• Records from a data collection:
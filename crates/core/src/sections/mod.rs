//! Typed landing page sections.
//!
//! Content documents are free-form JSON objects. The page renders them
//! through per-section schemas: stored keys are laid over the schema's
//! fallback copy one at a time, and a key only takes effect when its value
//! has the same JSON kind as the default and deserializes cleanly. A
//! half-edited document therefore never blanks out the page.
//!
//! The same schemas validate edits before they are saved, see
//! [`check_section`].

mod copy;

pub use copy::*;

use serde::Serialize;
use serde::de::DeserializeOwned;
use serde_json::{Map, Value};

use crate::content::{ContentDocument, SectionName, SiteContent};

/// A problem found when checking a content document against its schema.
#[derive(thiserror::Error, Debug, Clone, PartialEq, Eq, Serialize)]
#[serde(tag = "kind", rename_all = "snake_case")]
pub enum SchemaIssue {
    /// The key is not part of the schema and will be ignored when rendering.
    #[error("unknown key `{key}` will be ignored")]
    UnknownKey { key: String },
    /// The value has the wrong JSON kind.
    #[error("`{key}` should be {expected}, found {found}")]
    WrongType {
        key: String,
        expected: &'static str,
        found: &'static str,
    },
    /// The value has the right kind but the wrong shape, e.g. a list item
    /// that is not an object.
    #[error("`{key}` is invalid: {reason}")]
    InvalidValue { key: String, reason: String },
}

impl SchemaIssue {
    /// Whether the issue should stop the document from being saved.
    #[must_use]
    pub const fn is_blocking(&self) -> bool {
        !matches!(self, Self::UnknownKey { .. })
    }
}

/// A section with a fixed set of keys and fallback copy.
pub trait SectionSchema: Default + Serialize + DeserializeOwned {
    /// The content document section this schema reads.
    const SECTION: &'static str;

    /// Read the section from a snapshot, falling back to defaults.
    #[must_use]
    fn from_content(content: &SiteContent) -> Self {
        content
            .section(Self::SECTION)
            .map_or_else(Self::default, Self::overlay)
    }

    /// Lay the stored keys over the defaults, skipping any that do not fit.
    #[must_use]
    fn overlay(stored: &Map<String, Value>) -> Self {
        let mut merged = Self::default().to_content();
        let keys: Vec<String> = merged.keys().cloned().collect();

        for key in keys {
            let Some(value) = stored.get(&key).filter(|v| !v.is_null()) else {
                continue;
            };
            let Some(previous) = merged.get(&key).cloned() else {
                continue;
            };
            if kind_of(&previous) != kind_of(value) {
                continue;
            }
            merged.insert(key.clone(), value.clone());
            if serde_json::from_value::<Self>(Value::Object(merged.clone())).is_err() {
                merged.insert(key, previous);
            }
        }

        serde_json::from_value(Value::Object(merged)).unwrap_or_default()
    }

    /// Check a document against the schema without saving anything.
    #[must_use]
    fn check(stored: &Map<String, Value>) -> Vec<SchemaIssue> {
        let defaults = Self::default().to_content();
        let mut issues = Vec::new();

        for (key, value) in stored {
            let Some(default) = defaults.get(key) else {
                issues.push(SchemaIssue::UnknownKey { key: key.clone() });
                continue;
            };
            if value.is_null() {
                continue;
            }
            if kind_of(default) != kind_of(value) {
                issues.push(SchemaIssue::WrongType {
                    key: key.clone(),
                    expected: kind_of(default),
                    found: kind_of(value),
                });
                continue;
            }
            let mut probe = defaults.clone();
            probe.insert(key.clone(), value.clone());
            if let Err(e) = serde_json::from_value::<Self>(Value::Object(probe)) {
                issues.push(SchemaIssue::InvalidValue {
                    key: key.clone(),
                    reason: e.to_string(),
                });
            }
        }

        issues
    }

    /// The section as a JSON object, in the stored key format.
    #[must_use]
    fn to_content(&self) -> Map<String, Value> {
        match serde_json::to_value(self) {
            Ok(Value::Object(map)) => map,
            _ => Map::new(),
        }
    }
}

const fn kind_of(value: &Value) -> &'static str {
    match value {
        Value::Null => "null",
        Value::Bool(_) => "a boolean",
        Value::Number(_) => "a number",
        Value::String(_) => "a string",
        Value::Array(_) => "a list",
        Value::Object(_) => "an object",
    }
}

macro_rules! known_sections {
    ($($variant:ident($ty:ty)),+ $(,)?) => {
        /// A content document, typed by its section name.
        ///
        /// Sections without a schema are kept as [`SectionContent::Custom`].
        #[derive(Debug, Clone, PartialEq)]
        pub enum SectionContent {
            $($variant($ty),)+
            Custom {
                section: SectionName,
                content: Map<String, Value>,
            },
        }

        /// Names of every section that has a schema, in page order.
        pub const KNOWN_SECTIONS: &[&str] = &[$(<$ty as SectionSchema>::SECTION),+];

        impl SectionContent {
            /// Type a stored document by its section name.
            #[must_use]
            pub fn from_document(document: &ContentDocument) -> Self {
                match document.section.as_str() {
                    $(<$ty as SectionSchema>::SECTION => {
                        Self::$variant(<$ty as SectionSchema>::overlay(&document.content))
                    })+
                    _ => Self::Custom {
                        section: document.section.clone(),
                        content: document.content.clone(),
                    },
                }
            }

            /// Every known section with its fallback copy.
            #[must_use]
            pub fn defaults() -> Vec<Self> {
                vec![$(Self::$variant(<$ty>::default())),+]
            }

            /// The section name this content belongs to.
            #[must_use]
            pub fn section(&self) -> &str {
                match self {
                    $(Self::$variant(_) => <$ty as SectionSchema>::SECTION,)+
                    Self::Custom { section, .. } => section.as_str(),
                }
            }

            /// The content as a JSON object.
            #[must_use]
            pub fn to_content(&self) -> Map<String, Value> {
                match self {
                    $(Self::$variant(inner) => inner.to_content(),)+
                    Self::Custom { content, .. } => content.clone(),
                }
            }

            #[must_use]
            pub const fn is_custom(&self) -> bool {
                matches!(self, Self::Custom { .. })
            }
        }

        /// Check `content` against the schema for `section`.
        ///
        /// Sections without a schema accept any object and report nothing.
        #[must_use]
        pub fn check_section(section: &str, content: &Map<String, Value>) -> Vec<SchemaIssue> {
            match section {
                $(<$ty as SectionSchema>::SECTION => <$ty as SectionSchema>::check(content),)+
                _ => Vec::new(),
            }
        }
    };
}

known_sections! {
    Hero(HeroContent),
    Problem(ProblemContent),
    Features(FeaturesContent),
    Demo(DemoContent),
    Pricing(PricingContent),
    Audience(AudienceContent),
    Founding(FoundingContent),
    Footer(FooterContent),
    Branding(BrandingContent),
}

/// Every section the landing page renders, read from one snapshot.
#[derive(Debug, Clone, Default, PartialEq, Eq)]
pub struct LandingPage {
    pub hero: HeroContent,
    pub problem: ProblemContent,
    pub features: FeaturesContent,
    pub demo: DemoContent,
    pub pricing: PricingContent,
    pub audience: AudienceContent,
    pub founding: FoundingContent,
    pub footer: FooterContent,
}

impl LandingPage {
    #[must_use]
    pub fn from_content(content: &SiteContent) -> Self {
        Self {
            hero: HeroContent::from_content(content),
            problem: ProblemContent::from_content(content),
            features: FeaturesContent::from_content(content),
            demo: DemoContent::from_content(content),
            pricing: PricingContent::from_content(content),
            audience: AudienceContent::from_content(content),
            founding: FoundingContent::from_content(content),
            footer: FooterContent::from_content(content),
        }
    }
}
//! Admin console route handlers.

pub mod auth;
pub mod console;
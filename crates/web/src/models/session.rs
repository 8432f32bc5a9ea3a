//! Session-related types for console authentication.
//!
//! Types stored in the session for authentication state and one-shot
//! flash messages.

use serde::{Deserialize, Serialize};

use klyp_core::{AdminUserId, Email};

use super::admin_user::AdminUser;

/// Session-stored admin identity.
///
/// Minimal data stored in the session to identify the logged-in admin.
#[derive(Debug, Clone, PartialEq, Eq, Serialize, Deserialize)]
pub struct CurrentAdmin {
    /// Admin's database ID.
    pub id: AdminUserId,
    /// Admin's email address.
    pub email: Email,
}

impl From<&AdminUser> for CurrentAdmin {
    fn from(user: &AdminUser) -> Self {
        Self {
            id: user.id,
            email: user.email.clone(),
        }
    }
}

#[derive(Debug, Clone, Copy, PartialEq, Eq, Serialize, Deserialize)]
#[serde(rename_all = "snake_case")]
pub enum FlashKind {
    Success,
    Error,
}

impl FlashKind {
    /// CSS modifier used by the templates.
    #[must_use]
    pub const fn as_str(self) -> &'static str {
        match self {
            Self::Success => "success",
            Self::Error => "error",
        }
    }
}

/// A message shown once on the next console page load.
#[derive(Debug, Clone, PartialEq, Eq, Serialize, Deserialize)]
pub struct Flash {
    pub kind: FlashKind,
    pub message: String,
}

impl Flash {
    pub fn success(message: impl Into<String>) -> Self {
        Self {
            kind: FlashKind::Success,
            message: message.into(),
        }
    }

    pub fn error(message: impl Into<String>) -> Self {
        Self {
            kind: FlashKind::Error,
            message: message.into(),
        }
    }
}

/// Session keys for console data.
pub mod keys {
    /// Key for storing the current logged-in admin.
    pub const CURRENT_ADMIN: &str = "current_admin";

    /// Key for the pending flash message.
    pub const FLASH: &str = "flash";
}
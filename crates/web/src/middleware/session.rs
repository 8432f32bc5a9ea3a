//! Session middleware configuration.
//!
//! Sets up `PostgreSQL`-backed sessions using tower-sessions with strict
//! cookie settings (SameSite=Strict, HTTP-only, 24hr inactivity expiry).

use sqlx::PgPool;
use tower_sessions::{Expiry, SessionManagerLayer, SessionStore};
use tower_sessions_sqlx_store::PostgresStore;

use crate::config::WebConfig;

/// Session cookie name.
pub const SESSION_COOKIE_NAME: &str = "klyp_session";

/// Session expiry time in seconds (24 hours of inactivity).
const SESSION_EXPIRY_SECONDS: i64 = 24 * 60 * 60;

/// Create the session layer with `PostgreSQL` store.
///
/// # Panics
///
/// Panics if the schema name or table name is invalid (should never happen
/// with hardcoded "klyp" and "session" values).
#[must_use]
pub fn create_session_layer(
    pool: &PgPool,
    config: &WebConfig,
) -> SessionManagerLayer<PostgresStore> {
    // The session table is created by migration in the klyp schema.
    let store = PostgresStore::new(pool.clone())
        .with_schema_name("klyp")
        .expect("valid schema name")
        .with_table_name("session")
        .expect("valid table name");

    session_layer(store, config.is_https())
}

/// Wrap any session store in the site's cookie settings.
#[must_use]
pub fn session_layer<S: SessionStore + Clone>(store: S, secure: bool) -> SessionManagerLayer<S> {
    SessionManagerLayer::new(store)
        .with_name(SESSION_COOKIE_NAME)
        .with_expiry(Expiry::OnInactivity(
            tower_sessions::cookie::time::Duration::seconds(SESSION_EXPIRY_SECONDS),
        ))
        .with_secure(secure)
        .with_same_site(tower_sessions::cookie::SameSite::Strict)
        .with_http_only(true)
        .with_path("/")
}
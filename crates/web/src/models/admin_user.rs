//! Console account types.

use chrono::{DateTime, Utc};
use serde::Serialize;

use klyp_core::{AdminUserId, Email};

/// A console account.
#[derive(Debug, Clone, PartialEq, Eq, Serialize)]
pub struct AdminUser {
    pub id: AdminUserId,
    pub email: Email,
    pub created_at: DateTime<Utc>,
    pub last_login: Option<DateTime<Utc>>,
}

/// An account together with its stored password hash.
///
/// Only the credential verifier reads this. `Debug` redacts the hash.
#[derive(Clone)]
pub struct AdminCredentials {
    pub user: AdminUser,
    /// Argon2id hash in PHC string format.
    pub password_hash: String,
}

impl std::fmt::Debug for AdminCredentials {
    fn fmt(&self, f: &mut std::fmt::Formatter<'_>) -> std::fmt::Result {
        f.debug_struct("AdminCredentials")
            .field("user", &self.user)
            .field("password_hash", &"[REDACTED]")
            .finish()
    }
}
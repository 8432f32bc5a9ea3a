//! Admin user repository.
//!
//! Emails are matched case-insensitively; the table carries a unique index
//! on `lower(email)`.

use chrono::{DateTime, Utc};
use sqlx::PgPool;

use klyp_core::{AdminUserId, Email};

use super::RepositoryError;
use crate::models::{AdminCredentials, AdminUser};

/// Storage for console accounts.
#[async_trait::async_trait]
pub trait AdminUserRepository: Send + Sync + 'static {
    /// Look up an account and its password hash by email.
    async fn get_credentials(
        &self,
        email: &Email,
    ) -> Result<Option<AdminCredentials>, RepositoryError>;

    /// Create an account.
    ///
    /// Returns [`RepositoryError::Conflict`] if the email is taken.
    async fn create(&self, email: &Email, password_hash: &str)
    -> Result<AdminUser, RepositoryError>;

    /// Replace the password hash of an existing account.
    async fn set_password_hash(
        &self,
        email: &Email,
        password_hash: &str,
    ) -> Result<(), RepositoryError>;

    /// Stamp `last_login` with the current time.
    async fn record_login(&self, id: AdminUserId) -> Result<(), RepositoryError>;
}

#[derive(Debug, sqlx::FromRow)]
struct AdminUserRow {
    id: i32,
    email: String,
    password_hash: String,
    created_at: DateTime<Utc>,
    last_login: Option<DateTime<Utc>>,
}

impl TryFrom<AdminUserRow> for AdminCredentials {
    type Error = RepositoryError;

    fn try_from(row: AdminUserRow) -> Result<Self, Self::Error> {
        let email = Email::parse(&row.email).map_err(|e| {
            RepositoryError::DataCorruption(format!("invalid email in database: {e}"))
        })?;

        Ok(Self {
            user: AdminUser {
                id: AdminUserId::new(row.id),
                email,
                created_at: row.created_at,
                last_login: row.last_login,
            },
            password_hash: row.password_hash,
        })
    }
}

const ADMIN_USER_COLUMNS: &str = "id, email, password_hash, created_at, last_login";

/// `PostgreSQL` admin user repository.
#[derive(Debug, Clone)]
pub struct PgAdminUserRepository {
    pool: PgPool,
}

impl PgAdminUserRepository {
    #[must_use]
    pub const fn new(pool: PgPool) -> Self {
        Self { pool }
    }
}

#[async_trait::async_trait]
impl AdminUserRepository for PgAdminUserRepository {
    async fn get_credentials(
        &self,
        email: &Email,
    ) -> Result<Option<AdminCredentials>, RepositoryError> {
        let row = sqlx::query_as::<_, AdminUserRow>(&format!(
            "SELECT {ADMIN_USER_COLUMNS} FROM klyp.admin_user WHERE lower(email) = lower($1)"
        ))
        .bind(email.as_str())
        .fetch_optional(&self.pool)
        .await?;

        row.map(TryInto::try_into).transpose()
    }

    async fn create(
        &self,
        email: &Email,
        password_hash: &str,
    ) -> Result<AdminUser, RepositoryError> {
        let row = sqlx::query_as::<_, AdminUserRow>(&format!(
            r"
            INSERT INTO klyp.admin_user (email, password_hash)
            VALUES ($1, $2)
            RETURNING {ADMIN_USER_COLUMNS}
            "
        ))
        .bind(email.as_str())
        .bind(password_hash)
        .fetch_one(&self.pool)
        .await
        .map_err(|e| RepositoryError::from_insert(e, || "email already exists".to_owned()))?;

        let credentials: AdminCredentials = row.try_into()?;
        Ok(credentials.user)
    }

    async fn set_password_hash(
        &self,
        email: &Email,
        password_hash: &str,
    ) -> Result<(), RepositoryError> {
        let result = sqlx::query(
            "UPDATE klyp.admin_user SET password_hash = $2 WHERE lower(email) = lower($1)",
        )
        .bind(email.as_str())
        .bind(password_hash)
        .execute(&self.pool)
        .await?;

        if result.rows_affected() == 0 {
            return Err(RepositoryError::NotFound);
        }
        Ok(())
    }

    async fn record_login(&self, id: AdminUserId) -> Result<(), RepositoryError> {
        sqlx::query("UPDATE klyp.admin_user SET last_login = now() WHERE id = $1")
            .bind(id.as_i32())
            .execute(&self.pool)
            .await?;
        Ok(())
    }
}
//! Business services used by the route handlers.
//!
//! - [`auth`] - Credential verification and console account management
//! - [`storage`] - Signed uploads into the media directory

pub mod auth;
pub mod storage;

pub use auth::{AuthError, AuthService, CredentialVerifier};
pub use storage::{MediaStorage, SignedUpload, StorageError};
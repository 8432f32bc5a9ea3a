//! Site content commands.

use std::collections::HashSet;

use klyp_core::SectionName;
use klyp_core::sections::SectionContent;
use klyp_web::db::{ContentRepository, PgContentRepository};

use super::{CliError, connect};

/// Store the default copy for every known section.
///
/// Sections that already have a document are skipped unless `force` is set,
/// so edits made in the console survive a re-seed.
///
/// # Errors
///
/// Returns an error if the database is unreachable or a write fails.
pub async fn seed(force: bool) -> Result<(), CliError> {
    let repo = PgContentRepository::new(connect().await?);

    let existing: HashSet<String> = repo
        .list()
        .await?
        .into_iter()
        .map(|doc| doc.section.as_str().to_owned())
        .collect();

    let (mut written, mut skipped) = (0_usize, 0_usize);
    for defaults in SectionContent::defaults() {
        if !force && existing.contains(defaults.section()) {
            tracing::info!(section = defaults.section(), "Skipping existing section");
            skipped += 1;
            continue;
        }
        let section = SectionName::parse(defaults.section())?;
        repo.upsert(&section, &defaults.to_content()).await?;
        tracing::info!(%section, "Seeded section");
        written += 1;
    }

    tracing::info!(written, skipped, "Content seed complete");
    Ok(())
}
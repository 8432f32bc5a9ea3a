//! Core types for KLYP.
//!
//! This module provides type-safe wrappers for common domain concepts.

pub mod email;
pub mod id;

pub use email::{Email, EmailError};
pub use id::*;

• THE TASK:
Go through the data above and tally every line that includes "super". State only the total.

• WRITTEN ANSWER:
3